Provided records below:
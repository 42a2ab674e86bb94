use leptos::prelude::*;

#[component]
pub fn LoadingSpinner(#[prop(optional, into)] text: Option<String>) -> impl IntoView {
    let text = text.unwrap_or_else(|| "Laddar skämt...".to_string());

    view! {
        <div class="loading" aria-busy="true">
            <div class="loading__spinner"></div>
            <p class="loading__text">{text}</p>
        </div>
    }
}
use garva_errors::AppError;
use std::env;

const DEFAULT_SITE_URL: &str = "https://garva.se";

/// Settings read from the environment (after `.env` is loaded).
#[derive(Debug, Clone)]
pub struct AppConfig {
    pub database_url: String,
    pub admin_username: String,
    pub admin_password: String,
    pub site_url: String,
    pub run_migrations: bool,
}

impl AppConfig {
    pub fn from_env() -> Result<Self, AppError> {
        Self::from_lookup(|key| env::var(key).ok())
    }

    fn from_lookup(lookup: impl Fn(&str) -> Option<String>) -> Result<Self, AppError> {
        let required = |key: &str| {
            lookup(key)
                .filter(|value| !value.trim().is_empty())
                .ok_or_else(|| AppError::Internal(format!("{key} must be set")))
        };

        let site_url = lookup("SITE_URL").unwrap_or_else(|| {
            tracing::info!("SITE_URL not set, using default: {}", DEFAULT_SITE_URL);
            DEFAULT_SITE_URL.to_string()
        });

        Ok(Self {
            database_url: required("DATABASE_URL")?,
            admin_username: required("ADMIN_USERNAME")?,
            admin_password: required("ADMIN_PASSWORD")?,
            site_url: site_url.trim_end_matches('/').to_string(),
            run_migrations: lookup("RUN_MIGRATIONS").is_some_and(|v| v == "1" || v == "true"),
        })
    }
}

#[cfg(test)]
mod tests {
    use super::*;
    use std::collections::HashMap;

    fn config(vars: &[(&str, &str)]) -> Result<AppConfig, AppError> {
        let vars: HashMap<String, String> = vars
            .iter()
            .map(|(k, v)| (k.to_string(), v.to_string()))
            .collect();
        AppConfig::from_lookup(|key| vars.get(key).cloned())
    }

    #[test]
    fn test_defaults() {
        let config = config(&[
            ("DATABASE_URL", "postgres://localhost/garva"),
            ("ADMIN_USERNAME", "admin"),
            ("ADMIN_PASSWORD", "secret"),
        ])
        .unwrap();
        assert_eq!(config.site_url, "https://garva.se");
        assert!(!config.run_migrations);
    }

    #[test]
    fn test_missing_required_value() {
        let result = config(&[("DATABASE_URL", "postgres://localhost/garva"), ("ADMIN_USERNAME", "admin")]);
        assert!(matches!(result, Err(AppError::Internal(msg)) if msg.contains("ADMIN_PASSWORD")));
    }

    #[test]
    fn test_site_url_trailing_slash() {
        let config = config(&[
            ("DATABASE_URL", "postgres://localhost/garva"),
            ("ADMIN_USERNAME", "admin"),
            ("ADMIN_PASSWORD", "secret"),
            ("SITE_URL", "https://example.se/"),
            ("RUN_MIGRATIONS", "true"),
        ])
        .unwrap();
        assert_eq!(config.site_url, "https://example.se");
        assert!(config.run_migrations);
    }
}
End of Provided records.
Provided records below:
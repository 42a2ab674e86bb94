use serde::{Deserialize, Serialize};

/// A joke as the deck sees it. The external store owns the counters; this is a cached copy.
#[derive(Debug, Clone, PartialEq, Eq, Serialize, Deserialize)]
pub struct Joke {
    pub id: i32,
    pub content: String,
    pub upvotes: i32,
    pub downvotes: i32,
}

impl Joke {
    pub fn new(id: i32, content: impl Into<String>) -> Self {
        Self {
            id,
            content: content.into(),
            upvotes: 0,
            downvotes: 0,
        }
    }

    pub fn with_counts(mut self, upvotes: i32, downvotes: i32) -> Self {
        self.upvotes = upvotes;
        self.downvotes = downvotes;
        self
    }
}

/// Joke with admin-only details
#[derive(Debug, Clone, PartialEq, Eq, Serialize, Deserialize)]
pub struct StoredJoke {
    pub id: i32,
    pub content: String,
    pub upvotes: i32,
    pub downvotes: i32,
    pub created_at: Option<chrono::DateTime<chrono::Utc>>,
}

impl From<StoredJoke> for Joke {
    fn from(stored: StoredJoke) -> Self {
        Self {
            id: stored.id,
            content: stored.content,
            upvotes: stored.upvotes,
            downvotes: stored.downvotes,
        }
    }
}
End of Provided records.
Show every line of the data that includes the string "Option".

_Exercise solution:_
pub fn LoadingSpinner(#[prop(optional, into)] text: Option<String>) -> impl IntoView {
    fn from_lookup(lookup: impl Fn(&str) -> Option<String>) -> Result<Self, AppError> {
    pub created_at: Option<chrono::DateTime<chrono::Utc>>,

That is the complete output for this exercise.